▸ Exercise: Restate word for word the line containing "let out = rec.serialize();" and every following line in the material below, up to and including the last one.
Available data START
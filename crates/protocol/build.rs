//! Generates the `relay.Relay` service stubs.
//!
//! Messages are hand-written prost structs in `src/rpc.rs`, so the service is
//! described with tonic-build's manual builder and no protoc is needed.

fn main() {
    let stream = tonic_build::manual::Method::builder()
        .name("stream")
        .route_name("Stream")
        .input_type("crate::rpc::MetricRecord")
        .output_type("crate::rpc::StreamSummary")
        .codec_path("tonic::codec::ProstCodec")
        .client_streaming()
        .build();

    let service = tonic_build::manual::Service::builder()
        .name("Relay")
        .package("relay")
        .method(stream)
        .build();

    tonic_build::manual::Builder::new().compile(&[service]);
}
//! Cluster identifier type
//!
//! `ClusterId` is the position of a cluster in the cluster set, resolved
//! from names once when the rules are compiled.

use std::fmt;

/// Cluster identifier for routing
///
/// `Copy` and two bytes wide, so rules store target lists without any
/// string handling on the record path.
///
/// # Example
///
/// ```
/// use relay_routing::ClusterId;
///
/// let cluster = ClusterId::new(0);
/// let copy = cluster;
/// assert_eq!(cluster, copy);
/// ```
#[derive(Debug, Clone, Copy, PartialEq, Eq, Hash, PartialOrd, Ord)]
pub struct ClusterId(u16);

impl ClusterId {
    /// Maximum number of clusters supported
    pub const MAX: u16 = u16::MAX;

    #[inline]
    #[must_use]
    pub const fn new(index: u16) -> Self {
        Self(index)
    }

    #[inline]
    #[must_use]
    pub const fn index(self) -> u16 {
        self.0
    }

    /// Get the index as usize (for array indexing)
    #[inline]
    #[must_use]
    pub const fn as_usize(self) -> usize {
        self.0 as usize
    }
}

impl fmt::Display for ClusterId {
    fn fmt(&self, f: &mut fmt::Formatter<'_>) -> fmt::Result {
        write!(f, "cluster:{}", self.0)
    }
}

impl From<u16> for ClusterId {
    #[inline]
    fn from(index: u16) -> Self {
        Self::new(index)
    }
}

impl From<ClusterId> for usize {
    #[inline]
    fn from(id: ClusterId) -> Self {
        id.0 as usize
    }
}
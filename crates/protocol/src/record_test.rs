//! Tests for Record parsing and serialization

use std::time::Instant;

use bytes::Bytes;

use crate::error::ParseError;
use crate::record::Record;

fn parse(line: &str) -> Result<Record, ParseError> {
    Record::parse(&Bytes::copy_from_slice(line.as_bytes()), true, Instant::now())
}

fn parse_raw(line: &str) -> Result<Record, ParseError> {
    Record::parse(&Bytes::copy_from_slice(line.as_bytes()), false, Instant::now())
}

// =============================================================================
// Tokenization
// =============================================================================

#[test]
fn test_parse_basic() {
    let rec = parse("a.b.c 1.5 1600000000").unwrap();

    assert_eq!(rec.path(), "a.b.c");
    assert_eq!(rec.value(), 1.5);
    assert_eq!(rec.time(), 1600000000);
    assert_eq!(rec.raw_value(), b"1.5");
    assert_eq!(rec.raw_time(), b"1600000000");
    assert!(rec.tag().is_empty());
    assert!(!rec.has_fractional_time());
}

#[test]
fn test_parse_trailing_newline() {
    let rec = parse("a.b 1 2\n").unwrap();
    assert_eq!(rec.path(), "a.b");
    assert_eq!(rec.time(), 2);

    let rec = parse("a.b 1 2\r\n").unwrap();
    assert_eq!(rec.raw_time(), b"2");
}

#[test]
fn test_parse_whitespace_runs_are_equivalent() {
    let a = parse("a.b 1 2").unwrap();
    let b = parse("  a.b\t\t 1 \x0b\x0c 2  ").unwrap();

    assert_eq!(a.serialize(), b.serialize());
}

#[test]
fn test_parse_leading_space_tolerated() {
    let rec = parse(" ab.c 123 123").unwrap();
    assert_eq!(rec.path(), "ab.c");
}

#[test]
fn test_parse_field_count() {
    assert_eq!(parse("").unwrap_err(), ParseError::FieldCount(0));
    assert_eq!(parse("   ").unwrap_err(), ParseError::FieldCount(0));
    assert_eq!(parse("a.b 1").unwrap_err(), ParseError::FieldCount(2));
    assert_eq!(parse("a.b 1 2 3").unwrap_err(), ParseError::FieldCount(4));
}

// =============================================================================
// Value and timestamp
// =============================================================================

#[test]
fn test_parse_invalid_value() {
    let err = parse("a.b abc 1").unwrap_err();
    assert!(matches!(err, ParseError::InvalidValue(v) if v == "abc"));
}

#[test]
fn test_parse_value_keeps_raw_precision() {
    let rec = parse("a 1.000000000000000001 5").unwrap();
    assert_eq!(rec.raw_value(), b"1.000000000000000001");
    assert_eq!(rec.serialize(), b"a 1.000000000000000001 5\n");
}

#[test]
fn test_parse_invalid_timestamp() {
    assert!(matches!(
        parse("a.b 1 notatime").unwrap_err(),
        ParseError::InvalidTimestamp(_)
    ));
    assert!(matches!(
        parse("a.b 1 -5").unwrap_err(),
        ParseError::InvalidTimestamp(_)
    ));
    assert!(matches!(
        parse("a.b 1 99999999999").unwrap_err(),
        ParseError::InvalidTimestamp(_)
    ));
    assert!(matches!(
        parse("a.b 1 inf").unwrap_err(),
        ParseError::InvalidTimestamp(_)
    ));
}

#[test]
fn test_parse_fractional_timestamp_truncates() {
    let rec = parse("a.b 1 123.45").unwrap();

    assert_eq!(rec.time(), 123);
    assert!(rec.has_fractional_time());
    // Raw text survives for the wire
    assert_eq!(rec.raw_time(), b"123.45");
}

// =============================================================================
// Path handling
// =============================================================================

#[test]
fn test_parse_normalizes_path() {
    let rec = parse("..a..b/c. 1 2").unwrap();
    assert_eq!(rec.path(), "a.b_c");
}

#[test]
fn test_parse_dots_only_rejected() {
    assert_eq!(parse("... 1 2").unwrap_err(), ParseError::EmptyPath);
}

#[test]
fn test_parse_tag_kept_verbatim() {
    let rec = parse("a..b;env=prod;dc=x/y 1 2").unwrap();

    assert_eq!(rec.path(), "a.b");
    assert_eq!(rec.tag(), b";env=prod;dc=x/y");
    assert_eq!(rec.serialize(), b"a.b;env=prod;dc=x/y 1 2\n");
    assert_eq!(rec.full_path(), "a.b;env=prod;dc=x/y");
}

#[test]
fn test_parse_tag_only_rejected() {
    assert_eq!(parse(";env=prod 1 2").unwrap_err(), ParseError::EmptyPath);
}

#[test]
fn test_parse_without_normalization() {
    let rec = parse_raw("..a b..c").unwrap_err();
    assert_eq!(rec, ParseError::FieldCount(2));

    let rec = parse_raw("..a/b 1 2").unwrap();
    assert_eq!(rec.path(), "..a/b");
}

#[test]
fn test_parse_without_normalization_rejects_bad_utf8() {
    let line = Bytes::from_static(b"a\xffb 1 2");
    let err = Record::parse(&line, false, Instant::now()).unwrap_err();
    assert_eq!(err, ParseError::InvalidUtf8);

    // Normalization replaces the byte instead
    let rec = Record::parse(&line, true, Instant::now()).unwrap();
    assert_eq!(rec.path(), "a_b");
}

// =============================================================================
// Serialization
// =============================================================================

#[test]
fn test_serialize_layout() {
    let rec = parse("foo.bar 42 1000").unwrap();
    assert_eq!(rec.serialize(), b"foo.bar 42 1000\n");
    assert_eq!(rec.serialized_len(), rec.serialize().len());
}

#[test]
fn test_serialize_round_trip() {
    for line in [
        "a.b.c 1 2",
        "x;t=1 -0.5e3 123.9",
        "host-1.cpu#0:user 3.14 1600000000",
    ] {
        let first = parse(line).unwrap().serialize();
        let again = Record::parse(&Bytes::from(first.clone()), true, Instant::now())
            .unwrap()
            .serialize();
        assert_eq!(first, again, "line {line:?}");
    }
}

#[test]
fn test_serialize_into_appends() {
    let rec = parse("a 1 2").unwrap();
    let mut buf = b"prefix ".to_vec();
    rec.serialize_into(&mut buf);
    assert_eq!(buf, b"prefix a 1 2\n");
}

#[test]
fn test_with_path_leaves_original() {
    let rec = parse("ab.c 123 123").unwrap();
    let copy = rec.with_path("de".to_string());

    assert_eq!(rec.path(), "ab.c");
    assert_eq!(copy.path(), "de");
    assert_eq!(copy.raw_value(), rec.raw_value());
    assert_eq!(copy.received_at(), rec.received_at());
}

#[test]
fn test_set_path() {
    let mut rec = parse("ab.c 123 123").unwrap();
    rec.set_path("de".to_string());
    assert_eq!(rec.serialize(), b"de 123 123\n");
}

#[test]
fn test_parse_never_panics_on_garbage() {
    let inputs: [&[u8]; 8] = [
        b"\x00\x01\x02",
        b"\xff\xfe \xfd \xfc",
        b";;; 1 1",
        b"a 1e400 1",
        b"a NaN 1",
        b"a 1 4294967295.9",
        b"a 1 4294967296",
        b"\n\n\n",
    ];

    for input in inputs {
        let line = Bytes::copy_from_slice(input);
        if let Ok(rec) = Record::parse(&line, true, Instant::now()) {
            let out = rec.serialize();
            assert!(out.starts_with(rec.path().as_bytes()));
        }
    }
}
Available data END
▸ Exercise output:
            let out = rec.serialize();
            assert!(out.starts_with(rec.path().as_bytes()));
        }
    }
}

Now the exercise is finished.